Our results are also consistent with literature showing that neutralizing antibodies causally mediate protection from infection by SARS-CoV-2 conferred by prior exposures. Here, we further show that neutralizing antibodies mediate protection against infection, and more dramatically, protection against symptomatic infection, conferred by vaccination or prior infection. The cohort studied herein had exposure to global vaccines less frequently studied and most individuals had one or more infections before vaccination.

Finally, we show that serum antibodies, in particular neutralizing antibodies, are clearly informative correlates of protection from symptomatic infection. However, they were correlated with protection from asymptomatic infections only at higher titers, as detected by multiple prospective peri-exposure nucleic acid amplification tests paired with symptom questionnaires. This finding aligns with the pathophysiology of COVID-19 and the known limitations of serum antibodies, as mucosal immunity plays a key role in protection against initial infection30. Thus, while serum antibody measurements are valuable for predicting protection against symptomatic COVID-19, they do not equally correlate with sterilizing immunity against overall SARS-CoV-2 infection.

This study has several limitations. First, there is potential ascertainment bias in our household-based cohort study design, as households with higher susceptibility to viral transmission and disease may have had a greater likelihood of being included due to the occurrence of an index case. Second, while we utilized neutralizing antibody assays to establish protective levels, variations in assay methodologies across different clinical laboratories may influence the exact protective thresholds reported, limiting cross-study comparisons. Third, our analysis to detect correlates of protection for BA.1 infection may be underpowered. Fourth, there may be a difference in the number of unreported SARS-CoV-2 exposures for participants in the earlier BA.1 and later BA.2 waves, which could affect the difference in correlation with protection during these two waves. Fifth, the assumption in our analyses that all household members experienced equivalent exposure to the virus may not fully capture variability in individual exposure risks within households. Sixth, potential confounders such as health-seeking behavior and risk avoidance, comorbidities, host genetic susceptibility, and socioeconomic status (SES) may influence both prior infection or vaccination (the exposure), antibody levels (the mediator), and the risk of infection (the outcome), but were not fully captured in our analysis. Finally, while our causal mediation analysis supports the role of neutralizing antibodies in mediating protection, several key assumptions of the mediation framework, including exchangeability, consistency, and positivity, may not be fully satisfied in this observational context. In particular, the positivity assumption may be violated due to the very low prevalence of individuals without prior SARS-CoV-2 infection in this cohort. This lack of adequate representation of uninfected participants reduces overlap between exposure groups, which can result in unstable or biased mediation effect estimates. Therefore, causal interpretations of these results should be made cautiously.

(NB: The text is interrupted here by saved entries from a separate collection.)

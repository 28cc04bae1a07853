//! Three-state field used by partial updates.
//!
//! `Missing` (key absent) leaves the column untouched, `Null` (key present with
//! `null`) asks for the value to be cleared, `Value` replaces it.

use serde::{Deserialize, Deserializer, Serialize, Serializer};

#[derive(Clone, Debug, PartialEq, Eq)]
pub enum Patch<T> {
    Missing,
    Null,
    Value(T),
}

impl<T> Default for Patch<T> {
    fn default() -> Self {
        Patch::Missing
    }
}

impl<T> Patch<T> {
    pub fn is_missing(&self) -> bool {
        matches!(self, Patch::Missing)
    }

    pub fn is_null(&self) -> bool {
        matches!(self, Patch::Null)
    }

    pub fn as_value(&self) -> Option<&T> {
        match self {
            Patch::Value(v) => Some(v),
            _ => None,
        }
    }
}

impl<T> From<T> for Patch<T> {
    fn from(v: T) -> Self {
        Patch::Value(v)
    }
}

// Only invoked when the key is present; absent keys fall back to `Default`.
impl<'de, T: Deserialize<'de>> Deserialize<'de> for Patch<T> {
    fn deserialize<D>(deserializer: D) -> Result<Self, D::Error>
    where
        D: Deserializer<'de>,
    {
        Ok(match Option::<T>::deserialize(deserializer)? {
            Some(v) => Patch::Value(v),
            None => Patch::Null,
        })
    }
}

// Pair with `#[serde(skip_serializing_if = "Patch::is_missing")]`.
impl<T: Serialize> Serialize for Patch<T> {
    fn serialize<S>(&self, serializer: S) -> Result<S::Ok, S::Error>
    where
        S: Serializer,
    {
        match self {
            Patch::Value(v) => serializer.serialize_some(v),
            _ => serializer.serialize_none(),
        }
    }
}

#[cfg(test)]
mod tests {
    use super::Patch;
    use serde::{Deserialize, Serialize};

    #[derive(Debug, Default, Deserialize, Serialize)]
    struct Body {
        #[serde(default, skip_serializing_if = "Patch::is_missing")]
        name: Patch<String>,
    }

    #[test]
    fn absent_key_is_missing() {
        let b: Body = serde_json::from_str("{}").unwrap();
        assert!(b.name.is_missing());
    }

    #[test]
    fn null_key_is_null() {
        let b: Body = serde_json::from_str(r#"{"name": null}"#).unwrap();
        assert!(b.name.is_null());
    }

    #[test]
    fn value_key_is_value() {
        let b: Body = serde_json::from_str(r#"{"name": "Pizza"}"#).unwrap();
        assert_eq!(b.name, Patch::Value("Pizza".to_string()));
    }

    #[test]
    fn missing_is_skipped_when_serializing() {
        let json = serde_json::to_string(&Body::default()).unwrap();
        assert_eq!(json, "{}");
        let json = serde_json::to_string(&Body { name: "Pasta".to_string().into() }).unwrap();
        assert_eq!(json, r#"{"name":"Pasta"}"#);
    }
}
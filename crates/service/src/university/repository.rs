use std::sync::atomic::{AtomicI32, Ordering};

use async_trait::async_trait;
use sea_orm::{ActiveModelTrait, DatabaseConnection, DbErr, EntityTrait, QueryOrder};

use models::lesson::{self, Lesson, LessonPatch, NewLesson};
use models::student::{self, NewStudent, Student, StudentPatch};

use crate::db::map_db_err;
use crate::errors::ServiceError;
use crate::storage::memory_table::MemoryTable;

#[async_trait]
pub trait StudentRepository: Send + Sync {
    async fn insert(&self, input: NewStudent) -> Result<Student, ServiceError>;
    async fn find(&self, id: i32) -> Result<Option<Student>, ServiceError>;
    async fn list(&self) -> Result<Vec<Student>, ServiceError>;
    async fn update(&self, id: i32, patch: &StudentPatch) -> Result<Student, ServiceError>;
    async fn delete(&self, id: i32) -> Result<bool, ServiceError>;
}

#[async_trait]
pub trait LessonRepository: Send + Sync {
    async fn insert(&self, input: NewLesson) -> Result<Lesson, ServiceError>;
    async fn find(&self, id: i32) -> Result<Option<Lesson>, ServiceError>;
    async fn list(&self) -> Result<Vec<Lesson>, ServiceError>;
    async fn update(&self, id: i32, patch: &LessonPatch) -> Result<Lesson, ServiceError>;
    async fn delete(&self, id: i32) -> Result<bool, ServiceError>;
}

fn map_update_err(entity: &str, e: DbErr) -> ServiceError {
    match e {
        DbErr::RecordNotUpdated => ServiceError::not_found(entity),
        e => map_db_err(e),
    }
}

/// SeaORM-backed student repository.
pub struct SeaOrmStudentRepository {
    pub db: DatabaseConnection,
}

#[async_trait]
impl StudentRepository for SeaOrmStudentRepository {
    async fn insert(&self, input: NewStudent) -> Result<Student, ServiceError> {
        input.into_insert_model().insert(&self.db).await.map_err(map_db_err)
    }

    async fn find(&self, id: i32) -> Result<Option<Student>, ServiceError> {
        student::Entity::find_by_id(id).one(&self.db).await.map_err(map_db_err)
    }

    async fn list(&self) -> Result<Vec<Student>, ServiceError> {
        student::Entity::find()
            .order_by_asc(student::Column::Id)
            .all(&self.db)
            .await
            .map_err(map_db_err)
    }

    async fn update(&self, id: i32, patch: &StudentPatch) -> Result<Student, ServiceError> {
        let Some(existing) = self.find(id).await? else {
            return Err(ServiceError::not_found("Student"));
        };
        let mut am: student::ActiveModel = existing.into();
        patch.apply_active(&mut am);
        am.update(&self.db).await.map_err(|e| map_update_err("Student", e))
    }

    async fn delete(&self, id: i32) -> Result<bool, ServiceError> {
        let res = student::Entity::delete_by_id(id).exec(&self.db).await.map_err(map_db_err)?;
        Ok(res.rows_affected > 0)
    }
}

/// SeaORM-backed lesson repository.
pub struct SeaOrmLessonRepository {
    pub db: DatabaseConnection,
}

#[async_trait]
impl LessonRepository for SeaOrmLessonRepository {
    async fn insert(&self, input: NewLesson) -> Result<Lesson, ServiceError> {
        input.into_insert_model().insert(&self.db).await.map_err(map_db_err)
    }

    async fn find(&self, id: i32) -> Result<Option<Lesson>, ServiceError> {
        lesson::Entity::find_by_id(id).one(&self.db).await.map_err(map_db_err)
    }

    async fn list(&self) -> Result<Vec<Lesson>, ServiceError> {
        lesson::Entity::find()
            .order_by_asc(lesson::Column::Id)
            .all(&self.db)
            .await
            .map_err(map_db_err)
    }

    async fn update(&self, id: i32, patch: &LessonPatch) -> Result<Lesson, ServiceError> {
        let Some(existing) = self.find(id).await? else {
            return Err(ServiceError::not_found("Lesson"));
        };
        let mut am: lesson::ActiveModel = existing.into();
        patch.apply_active(&mut am);
        am.update(&self.db).await.map_err(|e| map_update_err("Lesson", e))
    }

    async fn delete(&self, id: i32) -> Result<bool, ServiceError> {
        let res = lesson::Entity::delete_by_id(id).exec(&self.db).await.map_err(map_db_err)?;
        Ok(res.rows_affected > 0)
    }
}

/// In-memory repositories. Ids start at 1 and are never reused, matching
/// SQLite `AUTOINCREMENT`.
pub mod mock {
    use super::*;

    pub struct MemoryStudentRepository {
        rows: MemoryTable<i32, Student>,
        next_id: AtomicI32,
    }

    impl Default for MemoryStudentRepository {
        fn default() -> Self {
            Self { rows: MemoryTable::default(), next_id: AtomicI32::new(1) }
        }
    }

    #[async_trait]
    impl StudentRepository for MemoryStudentRepository {
        async fn insert(&self, input: NewStudent) -> Result<Student, ServiceError> {
            let s = input.into_model(self.next_id.fetch_add(1, Ordering::SeqCst));
            self.rows.update_map(|m| {
                m.insert(s.id, s.clone());
                Ok(s)
            })
        }

        async fn find(&self, id: i32) -> Result<Option<Student>, ServiceError> {
            Ok(self.rows.get(&id))
        }

        async fn list(&self) -> Result<Vec<Student>, ServiceError> {
            Ok(self.rows.list())
        }

        async fn update(&self, id: i32, patch: &StudentPatch) -> Result<Student, ServiceError> {
            self.rows.update_map(|m| {
                let s = m.get_mut(&id).ok_or_else(|| ServiceError::not_found("Student"))?;
                patch.apply(s);
                Ok(s.clone())
            })
        }

        async fn delete(&self, id: i32) -> Result<bool, ServiceError> {
            Ok(self.rows.remove(&id))
        }
    }

    pub struct MemoryLessonRepository {
        rows: MemoryTable<i32, Lesson>,
        next_id: AtomicI32,
    }

    impl Default for MemoryLessonRepository {
        fn default() -> Self {
            Self { rows: MemoryTable::default(), next_id: AtomicI32::new(1) }
        }
    }

    #[async_trait]
    impl LessonRepository for MemoryLessonRepository {
        async fn insert(&self, input: NewLesson) -> Result<Lesson, ServiceError> {
            let l = input.into_model(self.next_id.fetch_add(1, Ordering::SeqCst));
            self.rows.update_map(|m| {
                m.insert(l.id, l.clone());
                Ok(l)
            })
        }

        async fn find(&self, id: i32) -> Result<Option<Lesson>, ServiceError> {
            Ok(self.rows.get(&id))
        }

        async fn list(&self) -> Result<Vec<Lesson>, ServiceError> {
            Ok(self.rows.list())
        }

        async fn update(&self, id: i32, patch: &LessonPatch) -> Result<Lesson, ServiceError> {
            self.rows.update_map(|m| {
                let l = m.get_mut(&id).ok_or_else(|| ServiceError::not_found("Lesson"))?;
                patch.apply(l);
                Ok(l.clone())
            })
        }

        async fn delete(&self, id: i32) -> Result<bool, ServiceError> {
            Ok(self.rows.remove(&id))
        }
    }
}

In conclusion, in this household-based cohort with an embedded transmission study conducted in Managua, Nicaragua, we demonstrated that neutralizing antibody titers, particularly against future strains, are informative correlates of protection from infection and symptomatic SARS-CoV-2 infection. Mediation analyses provide evidence that neutralizing antibodies contribute to protection conferred by vaccination or prior infection, underscoring their role as a mechanistic correlate of immunity. Our findings emphasize the need for continuous surveillance of immune responses to evolving viral variants.